Reinforcement Learning-Based Dynamic Cache Replacement Using Deep Q-Networks
Abstract
This paper addresses the challenge of data access dynamism in caching systems and proposes a reinforcement learning-based method for optimizing dynamic cache replacement strategies. The method models the cache management process as a Markov Decision Process and adopts the Deep Q-Network (DQN) framework. It enables adaptive learning and dynamic decision-making of cache strategies in complex environments. To improve convergence efficiency and system stability, the proposed reinforcement learning structure incorporates experience replay, target networks, and an ε-greedy exploration mechanism. This design allows continuous policy optimization under varying access patterns, resource constraints, and mixed workload conditions. The experimental evaluation covers multiple dimensions. It assesses policy adaptability under changing access patterns, robustness under cache capacity variation, generalization ability under multi-workload combinations, and the impact of different state modeling approaches on convergence performance.
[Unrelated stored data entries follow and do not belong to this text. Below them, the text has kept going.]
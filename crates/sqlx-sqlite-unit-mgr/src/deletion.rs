//! Per-artifact outcome of deleting a logical database

use std::fmt;
use std::path::PathBuf;

use serde::Serialize;

use crate::artifact::ArtifactRole;

/// What happened when removal of one artifact was attempted
#[derive(Debug, Clone, PartialEq, Eq, Serialize)]
#[serde(tag = "status", content = "message", rename_all = "snake_case")]
pub enum Removal {
   /// The file existed and was removed
   Removed,
   /// Nothing to remove at the time of the attempt
   NotPresent,
   /// The removal call failed; the message is the file-system error
   Failed(String),
}

/// Result of the re-probe after removal
#[derive(Debug, Clone, PartialEq, Eq, Serialize)]
#[serde(tag = "status", content = "message", rename_all = "snake_case")]
pub enum Verification {
   Absent,
   Present,
   /// The probe failed or timed out, so absence could not be confirmed
   Unverified(String),
}

/// Deletion outcome for one artifact
#[derive(Debug, Clone, PartialEq, Eq, Serialize)]
pub struct ArtifactOutcome {
   pub role: ArtifactRole,
   pub path: PathBuf,
   /// Whether the journal mode declared this artifact, as opposed to it being
   /// found by the orphan probe
   pub declared: bool,
   pub existed_before: bool,
   pub removal: Removal,
   pub verification: Verification,
}

impl ArtifactOutcome {
   /// Present before deletion without the journal mode accounting for it
   pub fn is_orphan(&self) -> bool {
      self.existed_before && !self.declared
   }

   pub fn is_absent(&self) -> bool {
      self.verification == Verification::Absent
   }
}

/// Structured report of a delete or purge, one entry per artifact role
#[derive(Debug, Clone, PartialEq, Eq, Serialize)]
pub struct DeletionReport {
   pub name: String,
   pub directory: PathBuf,
   pub outcomes: Vec<ArtifactOutcome>,
}

impl DeletionReport {
   /// True when every artifact is confirmed absent
   pub fn is_complete(&self) -> bool {
      self.outcomes.iter().all(ArtifactOutcome::is_absent)
   }

   /// Artifacts that could not be confirmed absent
   pub fn remaining(&self) -> impl Iterator<Item = &ArtifactOutcome> {
      self.outcomes.iter().filter(|o| !o.is_absent())
   }

   /// Artifacts found on disk that the journal mode did not account for
   pub fn orphans(&self) -> impl Iterator<Item = &ArtifactOutcome> {
      self.outcomes.iter().filter(|o| o.is_orphan())
   }

   pub fn outcome(&self, role: ArtifactRole) -> Option<&ArtifactOutcome> {
      self.outcomes.iter().find(|o| o.role == role)
   }

   /// Whether any artifact existed before the deletion started
   pub fn anything_existed(&self) -> bool {
      self.outcomes.iter().any(|o| o.existed_before)
   }
}

impl fmt::Display for DeletionReport {
   fn fmt(&self, f: &mut fmt::Formatter<'_>) -> fmt::Result {
      writeln!(f, "delete {} in {}", self.name, self.directory.display())?;
      for outcome in &self.outcomes {
         let before = if outcome.existed_before { "existed" } else { "absent" };
         let origin = if outcome.is_orphan() { " (orphan)" } else { "" };
         let removal = match &outcome.removal {
            Removal::Removed => "removed".to_string(),
            Removal::NotPresent => "nothing to remove".to_string(),
            Removal::Failed(msg) => format!("FAILED: {msg}"),
         };
         let after = match &outcome.verification {
            Verification::Absent => "gone".to_string(),
            Verification::Present => "STILL PRESENT".to_string(),
            Verification::Unverified(msg) => format!("UNVERIFIED: {msg}"),
         };
         writeln!(
            f,
            "   {:<9} {before}{origin}, {removal}, {after}",
            outcome.role
         )?;
      }
      Ok(())
   }
}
The results show that the proposed method outperforms several recent advanced algorithms in key metrics such as hit rate, average latency, and policy stability. It demonstrates strong practicality and flexibility. The overall method is well-structured and tightly integrated across its components. It confirms the effectiveness of reinforcement learning in cache management and offers a data-driven optimization pathway for cache policy design in complex systems.